Battle of Nui Bop - Background

Background

In late September 1884 large detachments of the Guangxi Army advanced from Lang Son and probed into the Luc Nam valley, announcing their presence by ambushing the French gunboats Hache and Massue on 2 October. General Louis Brière de l'Isle, the French commander-in-chief, responded immediately, transporting nearly 3,000 French soldiers to the Luc Nam valley aboard a flotilla of gunboats and attacking the Chinese detachments before they could concentrate. In the Kep Campaign (2 to 15 October 1884), three French columns under the overall command of General François de Négrier fell upon the separated detachments of the Guangxi Army and successively defeated them in engagements at Lam (6 October), Kép (8 October) and Chu (10 October).

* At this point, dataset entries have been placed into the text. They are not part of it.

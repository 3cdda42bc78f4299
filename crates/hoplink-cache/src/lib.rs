//! Cache implementations for Hoplink.
//!
//! Both implementations satisfy the [`UrlCache`] contract from
//! `hoplink-core`: Redis for shared deployments, Moka for single-node
//! use and tests.
//!
//! [`UrlCache`]: hoplink_core::UrlCache

pub mod moka;
pub mod redis;

pub use moka::{CacheConfig, MokaUrlCache};
pub use redis::RedisUrlCache;
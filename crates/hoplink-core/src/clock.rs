use jiff::{SignedDuration, Timestamp};
use std::sync::{Arc, Mutex};

/// An injectable time source.
///
/// Services never call `Timestamp::now()` directly; expiry decisions go
/// through a `Clock` so tests can control time deterministically.
pub trait Clock: Send + Sync + 'static {
    /// Returns the current time of the clock.
    fn now(&self) -> Timestamp;
}

/// The wall clock.
#[derive(Debug, Clone, Copy, Default)]
pub struct SystemClock;

impl Clock for SystemClock {
    fn now(&self) -> Timestamp {
        Timestamp::now()
    }
}

/// A clock that only moves when told to. Intended for tests.
#[derive(Debug, Clone)]
pub struct ManualClock {
    inner: Arc<Mutex<Timestamp>>,
}

impl ManualClock {
    pub fn new(now: Timestamp) -> Self {
        Self {
            inner: Arc::new(Mutex::new(now)),
        }
    }

    /// Moves the clock forward by the given duration.
    pub fn advance(&self, by: SignedDuration) {
        let mut now = self
            .inner
            .lock()
            .expect("manual clock lock should not be poisoned");
        *now += by;
    }
}

impl Clock for ManualClock {
    fn now(&self) -> Timestamp {
        *self
            .inner
            .lock()
            .expect("manual clock lock should not be poisoned")
    }
}

#[cfg(test)]
mod tests {
    use super::*;

    #[test]
    fn manual_clock_starts_at_the_given_time() {
        let base = Timestamp::from_second(1_000).unwrap();
        let clock = ManualClock::new(base);
        assert_eq!(clock.now(), base);
    }

    #[test]
    fn manual_clock_advances() {
        let base = Timestamp::from_second(1_000).unwrap();
        let clock = ManualClock::new(base);
        clock.advance(SignedDuration::from_secs(90));
        assert_eq!(clock.now(), base + SignedDuration::from_secs(90));
    }
}
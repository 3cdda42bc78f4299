use crate::error::Result;
use async_trait::async_trait;
use jiff::{SignedDuration, Timestamp};
use hoplink_core::ShortCode;

/// Expiration policy for a shortened URL.
#[derive(Debug, Clone)]
pub enum ExpirationPolicy {
    /// The shortened URL never expires.
    Never,
    /// The shortened URL expires after a certain duration from now.
    AfterDuration(SignedDuration),
    /// The shortened URL expires at a specific timestamp.
    AtTimestamp(Timestamp),
}

/// Parameters for creating a shortened URL.
#[derive(Debug, Clone)]
pub struct ShortenParams {
    /// The original URL to be shortened.
    pub long_url: String,
    /// Optional caller-chosen code. Leading/trailing whitespace is
    /// trimmed; a blank alias is treated as absent.
    pub custom_alias: Option<String>,
    /// The expiration policy for the shortened URL.
    pub expiration: ExpirationPolicy,
}

impl ShortenParams {
    /// Convenience constructor for a never-expiring, auto-coded URL.
    pub fn new(long_url: impl Into<String>) -> Self {
        Self {
            long_url: long_url.into(),
            custom_alias: None,
            expiration: ExpirationPolicy::Never,
        }
    }
}

/// The persisted mapping as returned to the caller.
///
/// On an idempotent match (alias re-submission or a concurrent create of
/// the same mapping) this reflects the record that won, which may differ
/// from the request.
#[derive(Debug, Clone, PartialEq)]
pub struct CreatedUrl {
    pub code: ShortCode,
    pub long_url: String,
    pub expires_at: Option<Timestamp>,
}

#[async_trait]
pub trait Shortener: Send + Sync + 'static {
    /// Creates (or idempotently re-creates) a shortened URL.
    async fn create(&self, params: ShortenParams) -> Result<CreatedUrl>;
}
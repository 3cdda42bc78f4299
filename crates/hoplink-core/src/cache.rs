use crate::error::CacheError;
use crate::repository::UrlRecord;
use crate::shortcode::ShortCode;
use async_trait::async_trait;
use jiff::Timestamp;
use std::time::Duration;

/// Type alias for cache results.
pub type Result<T> = std::result::Result<T, CacheError>;

/// The TTL to apply when projecting a record into the cache.
#[derive(Debug, Clone, Copy, PartialEq, Eq)]
pub enum CacheTtl {
    /// No expiry on the mapping: cache until evicted or overwritten.
    Unbounded,
    /// Cache for the remaining lifetime of the mapping.
    Bounded(Duration),
    /// The mapping is already expired: do not cache at all, a stale
    /// entry would resurrect a dead mapping.
    Skip,
}

/// Derives the cache TTL from a mapping's expiry.
///
/// The remaining lifetime is rounded up to whole seconds so an entry
/// never outlives its mapping by less than it undershoots it.
pub fn cache_ttl(expires_at: Option<Timestamp>, now: Timestamp) -> CacheTtl {
    let Some(expires_at) = expires_at else {
        return CacheTtl::Unbounded;
    };
    let remaining = expires_at.duration_since(now);
    if remaining.is_zero() || remaining.is_negative() {
        return CacheTtl::Skip;
    }
    // remaining is positive here, so the unsigned cast is exact
    let secs = (remaining.as_millis() as u64).div_ceil(1_000);
    CacheTtl::Bounded(Duration::from_secs(secs))
}

/// A TTL key-value cache for URL records.
///
/// Entries are a disposable projection of the durable store: they may be
/// evicted or lost at any time without violating correctness, and an
/// undecodable entry is reported as a miss rather than an error.
#[async_trait]
pub trait UrlCache: Send + Sync + 'static {
    /// Get URL record from cache.
    ///
    /// Returns `Ok(None)` if the key is not in the cache.
    async fn get_url(&self, code: &ShortCode) -> Result<Option<UrlRecord>>;

    /// Store URL record in cache with an optional TTL.
    ///
    /// If `ttl` is `None`, the entry may persist indefinitely or use
    /// a default expiration policy depending on the implementation.
    async fn set_url(
        &self,
        code: &ShortCode,
        record: &UrlRecord,
        ttl: Option<Duration>,
    ) -> Result<()>;

    /// Remove URL record from cache.
    ///
    /// It is not an error if the key does not exist.
    async fn del(&self, code: &ShortCode) -> Result<()>;

    /// Store a record with the TTL derived from its expiry.
    ///
    /// Already-expired records are silently skipped.
    async fn store(&self, code: &ShortCode, record: &UrlRecord, now: Timestamp) -> Result<()> {
        match cache_ttl(record.expires_at, now) {
            CacheTtl::Unbounded => self.set_url(code, record, None).await,
            CacheTtl::Bounded(ttl) => self.set_url(code, record, Some(ttl)).await,
            CacheTtl::Skip => Ok(()),
        }
    }
}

In the wake of these French victories the Chinese fell back to Bac Le and Dong Song, and de Négrier established important forward positions at Kep and Chu, which threatened the Guangxi Army's base at Lang Son. Chu was only a few miles southwest of the Guangxi Army's advanced posts at Dong Song, and on 16 December 1884 a strong Chinese raiding detachment ambushed two companies of the Foreign Legion just to the east of Chu, at Ha Ho. The legionnaires fought their way out of the Chinese encirclement, but suffered a number of casualties and had to abandon their dead on the battlefield. De Négrier immediately brought up reinforcements and pursued the Chinese, but the raiders made good their retreat to Dong Song.

Although the Guangxi Army had been forced to retreat in the October battles, its commanders had not given up all hope of breaking into the Delta. Driven partly by sheer hunger and partly by the knowledge that the French would sooner or later move against Lang Son, the Chinese renewed their efforts to gain a foothold in the Luc Nam valley in December. The action at Ha Ho was the first indication that a major move was afoot. A week after this engagement a force of 12,000 Chinese troops from the Guangxi Army occupied the distinctive conical hill of Nui Bop, eighteen kilometres to the east of Chu, and began to lay out a large fortified camp. The Chinese force was under the command of Wang Debang, one of the Guangxi Army's more competent generals, who had defeated a French column in June 1884 in the Bac Le ambush.

The famished Chinese soldiers plundered all the villages in the area for food, earning the hatred and resentment of the Tonkinese farmers whose livelihood they were destroying. On 23 December the villagers of Lien Son came to the French headquarters at Chu and alerted Lieutenant-Colonel Donnier to the presence of a large Chinese force around Nui Bop.

The French could not allow a force of 12,000 Chinese to remain at Nui Bop, uncomfortably close to their main base at Chu and threatening the flank of the expeditionary corps when it eventually set off for Lang Son. Brière de l'Isle reinforced the Chu garrison in late December, and in early January 1885 de Négrier was ordered to take the offensive against the Chinese.

De Négrier's column was drawn from both the 1st and 2nd Brigades of the Tonkin Expeditionary Corps. It included a marine infantry battalion under the command of chef de bataillon Mahias, de Mibielle’s Turco battalion and two companies of Tonkinese riflemen. The column also included the 111th and 143rd Line battalions and Jourdy and de Saxcé’s batteries.